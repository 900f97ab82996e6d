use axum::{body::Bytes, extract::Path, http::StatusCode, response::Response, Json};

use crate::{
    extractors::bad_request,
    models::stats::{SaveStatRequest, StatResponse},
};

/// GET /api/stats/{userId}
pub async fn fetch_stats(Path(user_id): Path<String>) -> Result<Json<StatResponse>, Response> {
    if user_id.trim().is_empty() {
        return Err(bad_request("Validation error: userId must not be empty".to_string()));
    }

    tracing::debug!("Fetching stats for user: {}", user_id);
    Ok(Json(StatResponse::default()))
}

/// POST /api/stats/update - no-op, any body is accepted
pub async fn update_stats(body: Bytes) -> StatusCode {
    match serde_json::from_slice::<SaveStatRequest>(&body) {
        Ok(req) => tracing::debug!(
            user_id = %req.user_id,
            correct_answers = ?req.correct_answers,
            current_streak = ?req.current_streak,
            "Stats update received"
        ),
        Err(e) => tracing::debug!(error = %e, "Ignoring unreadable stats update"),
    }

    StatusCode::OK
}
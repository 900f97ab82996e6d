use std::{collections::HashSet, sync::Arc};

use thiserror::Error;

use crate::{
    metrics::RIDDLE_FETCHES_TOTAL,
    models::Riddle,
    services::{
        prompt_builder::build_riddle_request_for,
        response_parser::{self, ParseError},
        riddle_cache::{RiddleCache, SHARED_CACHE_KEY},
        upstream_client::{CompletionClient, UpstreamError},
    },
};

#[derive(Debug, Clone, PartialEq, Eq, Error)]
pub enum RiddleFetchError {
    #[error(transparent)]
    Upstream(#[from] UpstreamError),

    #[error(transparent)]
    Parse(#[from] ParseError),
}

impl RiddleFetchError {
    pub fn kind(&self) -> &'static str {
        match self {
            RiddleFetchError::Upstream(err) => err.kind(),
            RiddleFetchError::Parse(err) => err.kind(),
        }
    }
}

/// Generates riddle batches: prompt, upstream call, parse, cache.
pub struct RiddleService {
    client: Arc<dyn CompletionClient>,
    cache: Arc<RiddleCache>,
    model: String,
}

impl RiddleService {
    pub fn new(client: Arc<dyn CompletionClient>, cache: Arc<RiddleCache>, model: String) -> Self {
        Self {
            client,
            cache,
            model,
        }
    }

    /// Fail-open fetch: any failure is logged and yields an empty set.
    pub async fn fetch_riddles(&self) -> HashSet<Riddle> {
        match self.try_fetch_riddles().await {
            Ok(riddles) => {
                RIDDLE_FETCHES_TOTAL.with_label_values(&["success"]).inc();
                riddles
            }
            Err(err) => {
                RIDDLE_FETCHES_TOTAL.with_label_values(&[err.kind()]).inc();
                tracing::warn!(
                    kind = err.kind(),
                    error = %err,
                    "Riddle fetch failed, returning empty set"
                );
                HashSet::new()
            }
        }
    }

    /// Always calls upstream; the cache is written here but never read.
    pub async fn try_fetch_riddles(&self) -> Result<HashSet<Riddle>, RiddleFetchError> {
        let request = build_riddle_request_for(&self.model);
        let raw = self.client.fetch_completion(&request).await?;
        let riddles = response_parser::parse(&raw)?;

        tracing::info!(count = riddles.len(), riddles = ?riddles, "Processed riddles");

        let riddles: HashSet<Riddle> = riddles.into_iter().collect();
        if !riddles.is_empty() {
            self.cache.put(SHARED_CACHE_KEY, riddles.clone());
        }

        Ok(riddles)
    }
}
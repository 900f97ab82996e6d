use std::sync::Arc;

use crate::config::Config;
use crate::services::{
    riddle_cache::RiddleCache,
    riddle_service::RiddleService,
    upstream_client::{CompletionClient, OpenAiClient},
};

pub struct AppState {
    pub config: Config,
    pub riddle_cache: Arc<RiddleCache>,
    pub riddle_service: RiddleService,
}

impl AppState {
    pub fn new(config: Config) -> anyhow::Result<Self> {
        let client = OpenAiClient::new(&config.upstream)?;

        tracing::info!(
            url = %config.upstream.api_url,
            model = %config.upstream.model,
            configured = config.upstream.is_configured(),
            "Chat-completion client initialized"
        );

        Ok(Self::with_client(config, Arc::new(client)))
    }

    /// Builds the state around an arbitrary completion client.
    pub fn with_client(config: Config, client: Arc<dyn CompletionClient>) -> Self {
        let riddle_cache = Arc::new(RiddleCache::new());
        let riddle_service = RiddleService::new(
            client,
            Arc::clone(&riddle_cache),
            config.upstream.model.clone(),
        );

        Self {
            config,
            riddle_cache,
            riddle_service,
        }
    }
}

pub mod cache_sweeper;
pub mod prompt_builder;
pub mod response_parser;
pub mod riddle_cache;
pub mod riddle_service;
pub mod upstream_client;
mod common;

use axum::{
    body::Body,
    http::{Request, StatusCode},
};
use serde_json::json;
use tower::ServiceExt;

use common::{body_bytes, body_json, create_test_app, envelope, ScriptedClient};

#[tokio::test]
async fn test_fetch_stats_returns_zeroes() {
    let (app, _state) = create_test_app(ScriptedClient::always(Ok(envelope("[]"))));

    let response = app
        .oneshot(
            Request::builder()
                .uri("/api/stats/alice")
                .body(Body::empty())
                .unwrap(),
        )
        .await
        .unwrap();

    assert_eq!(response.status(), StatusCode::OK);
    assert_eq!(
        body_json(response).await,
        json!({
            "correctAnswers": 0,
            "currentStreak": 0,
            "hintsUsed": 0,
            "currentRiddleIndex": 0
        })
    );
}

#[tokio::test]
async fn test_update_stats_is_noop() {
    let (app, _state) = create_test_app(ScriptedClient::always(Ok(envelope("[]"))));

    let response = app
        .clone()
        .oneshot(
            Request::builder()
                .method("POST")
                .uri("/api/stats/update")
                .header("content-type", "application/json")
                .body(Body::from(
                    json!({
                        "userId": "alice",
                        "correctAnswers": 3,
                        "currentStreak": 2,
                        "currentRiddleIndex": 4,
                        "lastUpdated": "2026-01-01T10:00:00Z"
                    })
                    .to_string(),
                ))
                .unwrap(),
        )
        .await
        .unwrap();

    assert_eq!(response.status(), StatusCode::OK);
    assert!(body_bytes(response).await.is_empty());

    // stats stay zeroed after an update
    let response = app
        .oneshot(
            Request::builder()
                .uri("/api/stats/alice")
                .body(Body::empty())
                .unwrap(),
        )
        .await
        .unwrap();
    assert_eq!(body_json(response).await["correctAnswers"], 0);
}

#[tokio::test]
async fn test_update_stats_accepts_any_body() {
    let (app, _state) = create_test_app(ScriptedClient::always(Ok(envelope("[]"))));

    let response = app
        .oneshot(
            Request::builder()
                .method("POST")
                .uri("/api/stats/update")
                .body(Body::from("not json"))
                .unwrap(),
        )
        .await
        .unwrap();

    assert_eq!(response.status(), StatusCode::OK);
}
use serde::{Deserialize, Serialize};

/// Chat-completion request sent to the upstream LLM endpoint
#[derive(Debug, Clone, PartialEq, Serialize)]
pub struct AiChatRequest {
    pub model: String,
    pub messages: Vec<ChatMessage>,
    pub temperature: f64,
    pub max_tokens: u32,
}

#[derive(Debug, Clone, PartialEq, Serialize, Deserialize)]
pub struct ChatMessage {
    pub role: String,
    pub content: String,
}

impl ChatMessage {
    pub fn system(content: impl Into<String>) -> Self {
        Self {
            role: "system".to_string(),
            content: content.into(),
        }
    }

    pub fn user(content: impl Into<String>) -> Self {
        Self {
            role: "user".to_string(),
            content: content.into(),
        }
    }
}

--------

Required work: Please write out the data again exactly as it stands.

Solution:
repository 900f97ab82996e6d
use axum::{body::Bytes, extract::Path, http::StatusCode, response::Response, Json};

use crate::{
    extractors::bad_request,
    models::stats::{SaveStatRequest, StatResponse},
};

/// GET /api/stats/{userId}
pub async fn fetch_stats(Path(user_id): Path<String>) -> Result<Json<StatResponse>, Response> {
    if user_id.trim().is_empty() {
        return Err(bad_request("Validation error: userId must not be empty".to_string()));
    }

    tracing::debug!("Fetching stats for user: {}", user_id);
    Ok(Json(StatResponse::default()))
}

/// POST /api/stats/update - no-op, any body is accepted
pub async fn update_stats(body: Bytes) -> StatusCode {
    match serde_json::from_slice::<SaveStatRequest>(&body) {
        Ok(req) => tracing::debug!(
            user_id = %req.user_id,
            correct_answers = ?req.correct_answers,
            current_streak = ?req.current_streak,
            "Stats update received"
        ),
        Err(e) => tracing::debug!(error = %e, "Ignoring unreadable stats update"),
    }

    StatusCode::OK
}
repository 900f97ab82996e6d
use std::{collections::HashSet, sync::Arc};

use thiserror::Error;

use crate::{
    metrics::RIDDLE_FETCHES_TOTAL,
    models::Riddle,
    services::{
        prompt_builder::build_riddle_request_for,
        response_parser::{self, ParseError},
        riddle_cache::{RiddleCache, SHARED_CACHE_KEY},
        upstream_client::{CompletionClient, UpstreamError},
    },
};

#[derive(Debug, Clone, PartialEq, Eq, Error)]
pub enum RiddleFetchError {
    #[error(transparent)]
    Upstream(#[from] UpstreamError),

    #[error(transparent)]
    Parse(#[from] ParseError),
}

impl RiddleFetchError {
    pub fn kind(&self) -> &'static str {
        match self {
            RiddleFetchError::Upstream(err) => err.kind(),
            RiddleFetchError::Parse(err) => err.kind(),
        }
    }
}

/// Generates riddle batches: prompt, upstream call, parse, cache.
pub struct RiddleService {
    client: Arc<dyn CompletionClient>,
    cache: Arc<RiddleCache>,
    model: String,
}

impl RiddleService {
    pub fn new(client: Arc<dyn CompletionClient>, cache: Arc<RiddleCache>, model: String) -> Self {
        Self {
            client,
            cache,
            model,
        }
    }

    /// Fail-open fetch: any failure is logged and yields an empty set.
    pub async fn fetch_riddles(&self) -> HashSet<Riddle> {
        match self.try_fetch_riddles().await {
            Ok(riddles) => {
                RIDDLE_FETCHES_TOTAL.with_label_values(&["success"]).inc();
                riddles
            }
            Err(err) => {
                RIDDLE_FETCHES_TOTAL.with_label_values(&[err.kind()]).inc();
                tracing::warn!(
                    kind = err.kind(),
                    error = %err,
                    "Riddle fetch failed, returning empty set"
                );
                HashSet::new()
            }
        }
    }

    /// Always calls upstream; the cache is written here but never read.
    pub async fn try_fetch_riddles(&self) -> Result<HashSet<Riddle>, RiddleFetchError> {
        let request = build_riddle_request_for(&self.model);
        let raw = self.client.fetch_completion(&request).await?;
        let riddles = response_parser::parse(&raw)?;

        tracing::info!(count = riddles.len(), riddles = ?riddles, "Processed riddles");

        let riddles: HashSet<Riddle> = riddles.into_iter().collect();
        if !riddles.is_empty() {
            self.cache.put(SHARED_CACHE_KEY, riddles.clone());
        }

        Ok(riddles)
    }
}
repository 900f97ab82996e6d
use std::sync::Arc;

use crate::config::Config;
use crate::services::{
    riddle_cache::RiddleCache,
    riddle_service::RiddleService,
    upstream_client::{CompletionClient, OpenAiClient},
};

pub struct AppState {
    pub config: Config,
    pub riddle_cache: Arc<RiddleCache>,
    pub riddle_service: RiddleService,
}

impl AppState {
    pub fn new(config: Config) -> anyhow::Result<Self> {
        let client = OpenAiClient::new(&config.upstream)?;

        tracing::info!(
            url = %config.upstream.api_url,
            model = %config.upstream.model,
            configured = config.upstream.is_configured(),
            "Chat-completion client initialized"
        );

        Ok(Self::with_client(config, Arc::new(client)))
    }

    /// Builds the state around an arbitrary completion client.
    pub fn with_client(config: Config, client: Arc<dyn CompletionClient>) -> Self {
        let riddle_cache = Arc::new(RiddleCache::new());
        let riddle_service = RiddleService::new(
            client,
            Arc::clone(&riddle_cache),
            config.upstream.model.clone(),
        );

        Self {
            config,
            riddle_cache,
            riddle_service,
        }
    }
}

pub mod cache_sweeper;
pub mod prompt_builder;
pub mod response_parser;
pub mod riddle_cache;
pub mod riddle_service;
pub mod upstream_client;
mod common;

use axum::{
    body::Body,
    http::{Request, StatusCode},
};
use serde_json::json;
use tower::ServiceExt;

use common::{body_bytes, body_json, create_test_app, envelope, ScriptedClient};

#[tokio::test]
async fn test_fetch_stats_returns_zeroes() {
    let (app, _state) = create_test_app(ScriptedClient::always(Ok(envelope("[]"))));

    let response = app
        .oneshot(
            Request::builder()
                .uri("/api/stats/alice")
                .body(Body::empty())
                .unwrap(),
        )
        .await
        .unwrap();

    assert_eq!(response.status(), StatusCode::OK);
    assert_eq!(
        body_json(response).await,
        json!({
            "correctAnswers": 0,
            "currentStreak": 0,
            "hintsUsed": 0,
            "currentRiddleIndex": 0
        })
    );
}

#[tokio::test]
async fn test_update_stats_is_noop() {
    let (app, _state) = create_test_app(ScriptedClient::always(Ok(envelope("[]"))));

    let response = app
        .clone()
        .oneshot(
            Request::builder()
                .method("POST")
                .uri("/api/stats/update")
                .header("content-type", "application/json")
                .body(Body::from(
                    json!({
                        "userId": "alice",
                        "correctAnswers": 3,
                        "currentStreak": 2,
                        "currentRiddleIndex": 4,
                        "lastUpdated": "2026-01-01T10:00:00Z"
                    })
                    .to_string(),
                ))
                .unwrap(),
        )
        .await
        .unwrap();

    assert_eq!(response.status(), StatusCode::OK);
    assert!(body_bytes(response).await.is_empty());

    // stats stay zeroed after an update
    let response = app
        .oneshot(
            Request::builder()
                .uri("/api/stats/alice")
                .body(Body::empty())
                .unwrap(),
        )
        .await
        .unwrap();
    assert_eq!(body_json(response).await["correctAnswers"], 0);
}

#[tokio::test]
async fn test_update_stats_accepts_any_body() {
    let (app, _state) = create_test_app(ScriptedClient::always(Ok(envelope("[]"))));

    let response = app
        .oneshot(
            Request::builder()
                .method("POST")
                .uri("/api/stats/update")
                .body(Body::from("not json"))
                .unwrap(),
        )
        .await
        .unwrap();

    assert_eq!(response.status(), StatusCode::OK);
}
use serde::{Deserialize, Serialize};

/// Chat-completion request sent to the upstream LLM endpoint
#[derive(Debug, Clone, PartialEq, Serialize)]
pub struct AiChatRequest {
    pub model: String,
    pub messages: Vec<ChatMessage>,
    pub temperature: f64,
    pub max_tokens: u32,
}

#[derive(Debug, Clone, PartialEq, Serialize, Deserialize)]
pub struct ChatMessage {
    pub role: String,
    pub content: String,
}

impl ChatMessage {
    pub fn system(content: impl Into<String>) -> Self {
        Self {
            role: "system".to_string(),
            content: content.into(),
        }
    }

    pub fn user(content: impl Into<String>) -> Self {
        Self {
            role: "user".to_string(),
            content: content.into(),
        }
    }
}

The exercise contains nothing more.